◆ **What to work on**
Below are lines of data, and only some are wanted. Please repeat exactly those from the line that has "JOIN course_modules cm" through the line that has "falls back to.".

+++

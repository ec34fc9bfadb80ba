use crate::model::{ModelManager, error::DatabaseResult};
use serde::{Deserialize, Serialize};
use sqlx::prelude::FromRow;

/// A quiz joined with its course-module placement.
#[derive(Debug, Serialize, Deserialize, FromRow, utoipa::ToSchema)]
pub struct Quiz {
    id: i64,
    course_id: i64,
    name: String,
    course_module_id: i64,
}

impl Quiz {
    pub fn id(&self) -> i64 {
        self.id
    }

    pub fn course_id(&self) -> i64 {
        self.course_id
    }

    pub fn name(&self) -> &str {
        &self.name
    }

    pub fn course_module_id(&self) -> i64 {
        self.course_module_id
    }
}

impl Quiz {
    pub async fn all_by_course(mm: &ModelManager, course_id: i64) -> DatabaseResult<Vec<Self>> {
        let result = sqlx::query_as(
            r#"
            SELECT q.id, q.course_id, q.name, cm.id AS course_module_id
            FROM quizzes q
            JOIN course_modules cm ON cm.quiz_id = q.id
            WHERE q.course_id = $1
            ORDER BY q.id
            "#,
        )
        .bind(course_id)
        .fetch_all(mm.executor())
        .await?;
        Ok(result)
    }
}

// Utils

/// One question attached to a quiz, with the default mark it falls back to.
#[derive(Debug, Serialize, Deserialize, FromRow)]
pub struct QuizSlotRow {
    pub quiz_id: i64,
    pub question_id: i64,
    pub slot: i32,
    pub max_mark: Option<f64>,
    pub default_mark: f64,
}

impl QuizSlotRow {
    pub async fn all_by_quizzes(mm: &ModelManager, quiz_ids: &[i64]) -> DatabaseResult<Vec<Self>> {
        let result = sqlx::query_as(
            r#"
            SELECT s.quiz_id, s.question_id, s.slot, s.max_mark, q.default_mark
            FROM quiz_slots s
            JOIN questions q ON q.id = s.question_id
            WHERE s.quiz_id = ANY($1)
            ORDER BY s.quiz_id, s.slot
            "#,
        )
        .bind(quiz_ids)
        .fetch_all(mm.executor())
        .await?;
        Ok(result)
    }

    pub async fn all_by_questions(
        mm: &ModelManager,
        question_ids: &[i64],
    ) -> DatabaseResult<Vec<Self>> {
        let result = sqlx::query_as(
            r#"
            SELECT s.quiz_id, s.question_id, s.slot, s.max_mark, q.default_mark
            FROM quiz_slots s
            JOIN questions q ON q.id = s.question_id
            WHERE s.question_id = ANY($1)
            ORDER BY s.quiz_id, s.slot
            "#,
        )
        .bind(question_ids)
        .fetch_all(mm.executor())
        .await?;
        Ok(result)
    }
}

#[derive(Debug, Serialize, Deserialize, FromRow)]
pub struct CourseModuleRow {
    pub id: i64,
    pub course_id: i64,
    pub quiz_id: i64,
}

impl CourseModuleRow {
    pub async fn all_by_quizzes(mm: &ModelManager, quiz_ids: &[i64]) -> DatabaseResult<Vec<Self>> {
        let result = sqlx::query_as(
            "SELECT id, course_id, quiz_id FROM course_modules WHERE quiz_id = ANY($1) ORDER BY id",
        )
        .bind(quiz_ids)
        .fetch_all(mm.executor())
        .await?;
        Ok(result)
    }
}
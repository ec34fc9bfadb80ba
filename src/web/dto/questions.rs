use std::sync::LazyLock;

use serde::{Deserialize, Serialize};

use crate::model::entity::Question;
use crate::render::{RenderContext, TextRenderer};
use crate::web::schema::{RecordShape, Shape};

#[derive(Debug, Clone, Deserialize, utoipa::ToSchema)]
#[serde(deny_unknown_fields)]
pub struct QuestionsQuery {
    pub quizids: Vec<i64>,
}

#[derive(Debug, Clone, Serialize, utoipa::ToSchema)]
pub struct QuestionResponse {
    id: i64,
    name: String,
    text: String,
    r#type: String,
    defaultmarks: f64,
    quizzes: Vec<i64>,
    revisions: Vec<i64>,
    questionbankentryid: i64,
}

impl QuestionResponse {
    /// Shape a stored question for output, rendering its name and text in
    /// the given course-module scope.
    pub fn render(
        question: &Question,
        renderer: &dyn TextRenderer,
        ctx: RenderContext,
        quizzes: Vec<i64>,
        revisions: Vec<i64>,
    ) -> Self {
        Self {
            id: question.id(),
            name: renderer.format_string(question.name(), ctx),
            text: renderer.format_text(question.question_text(), ctx),
            r#type: question.qtype().to_string(),
            defaultmarks: question.default_mark(),
            quizzes,
            revisions,
            questionbankentryid: question.bank_entry_id(),
        }
    }
}

pub static QUESTIONS_PARAMETERS: LazyLock<RecordShape> = LazyLock::new(|| {
    RecordShape::new(vec![(
        "quizids",
        Shape::list("List of quiz IDs.", Shape::int("Quiz ID")),
    )])
});

pub static QUESTIONS_RETURNS: LazyLock<Shape> = LazyLock::new(|| {
    Shape::list(
        "List of questions.",
        Shape::record(vec![
            ("id", Shape::int("Question ID")),
            ("name", Shape::text("Question name")),
            ("text", Shape::raw("Question text")),
            ("type", Shape::text("Question type")),
            (
                "defaultmarks",
                Shape::float("Default marks for this question."),
            ),
            (
                "quizzes",
                Shape::list("Quizzes using this question.", Shape::int("Quiz ID")),
            ),
            (
                "revisions",
                Shape::list(
                    "All revisions of this question.",
                    Shape::int("Question ID"),
                ),
            ),
            (
                "questionbankentryid",
                Shape::int("The question bank entry id for this question"),
            ),
        ]),
    )
});

#[cfg(test)]
mod test {
    use super::*;
    use crate::web::schema::FieldType;

    #[test]
    fn questions_parameters_declaration() {
        assert_eq!(QUESTIONS_PARAMETERS.len(), 1);

        let list = QUESTIONS_PARAMETERS
            .field("quizids")
            .and_then(Shape::as_list)
            .unwrap();
        assert_eq!(list.description(), "List of quiz IDs.");
        assert!(list.required());

        let element = list.element().as_scalar().unwrap();
        assert_eq!(element.field_type(), FieldType::Int);
        assert_eq!(element.description(), "Quiz ID");
        assert!(element.required());
    }

    #[test]
    fn questions_returns_declaration() {
        let record = QUESTIONS_RETURNS
            .as_list()
            .unwrap()
            .element()
            .as_record()
            .unwrap();
        assert_eq!(record.len(), 8);

        let id = record.field("id").and_then(Shape::as_scalar).unwrap();
        assert_eq!(id.field_type(), FieldType::Int);
        assert_eq!(id.description(), "Question ID");

        let name = record.field("name").and_then(Shape::as_scalar).unwrap();
        assert_eq!(name.field_type(), FieldType::Text);
        assert_eq!(name.description(), "Question name");

        let text = record.field("text").and_then(Shape::as_scalar).unwrap();
        assert_eq!(text.field_type(), FieldType::Raw);
        assert_eq!(text.description(), "Question text");

        let qtype = record.field("type").and_then(Shape::as_scalar).unwrap();
        assert_eq!(qtype.field_type(), FieldType::Text);
        assert_eq!(qtype.description(), "Question type");

        let defaultmarks = record
            .field("defaultmarks")
            .and_then(Shape::as_scalar)
            .unwrap();
        assert_eq!(defaultmarks.field_type(), FieldType::Float);
        assert_eq!(defaultmarks.description(), "Default marks for this question.");

        let quizzes = record.field("quizzes").and_then(Shape::as_list).unwrap();
        let quizzes_element = quizzes.element().as_scalar().unwrap();
        assert_eq!(quizzes_element.field_type(), FieldType::Int);
        assert_eq!(quizzes_element.description(), "Quiz ID");
        assert!(quizzes_element.required());

        let revisions = record.field("revisions").and_then(Shape::as_list).unwrap();
        let revisions_element = revisions.element().as_scalar().unwrap();
        assert_eq!(revisions_element.field_type(), FieldType::Int);
        assert_eq!(revisions_element.description(), "Question ID");
        assert!(revisions_element.required());

        let bank_entry = record
            .field("questionbankentryid")
            .and_then(Shape::as_scalar)
            .unwrap();
        assert_eq!(bank_entry.field_type(), FieldType::Int);
        assert_eq!(
            bank_entry.description(),
            "The question bank entry id for this question"
        );
    }

    #[test]
    fn question_response_conforms_to_declaration() {
        let response = vec![QuestionResponse {
            id: 9,
            name: "Yes or no".to_string(),
            text: "<p>Is water wet?</p>".to_string(),
            r#type: "truefalse".to_string(),
            defaultmarks: 1.0,
            quizzes: vec![3, 5],
            revisions: vec![9, 14],
            questionbankentryid: 4,
        }];
        let value = serde_json::to_value(&response).unwrap();
        assert!(QUESTIONS_RETURNS.validate(&value).is_ok());

        // the raw-identifier field serializes under its declared name
        assert!(value[0].get("type").is_some());
    }
}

+++

◆ **Problem solution**
            JOIN course_modules cm ON cm.quiz_id = q.id
            WHERE q.course_id = $1
            ORDER BY q.id
            "#,
        )
        .bind(course_id)
        .fetch_all(mm.executor())
        .await?;
        Ok(result)
    }
}

// Utils

/// One question attached to a quiz, with the default mark it falls back to.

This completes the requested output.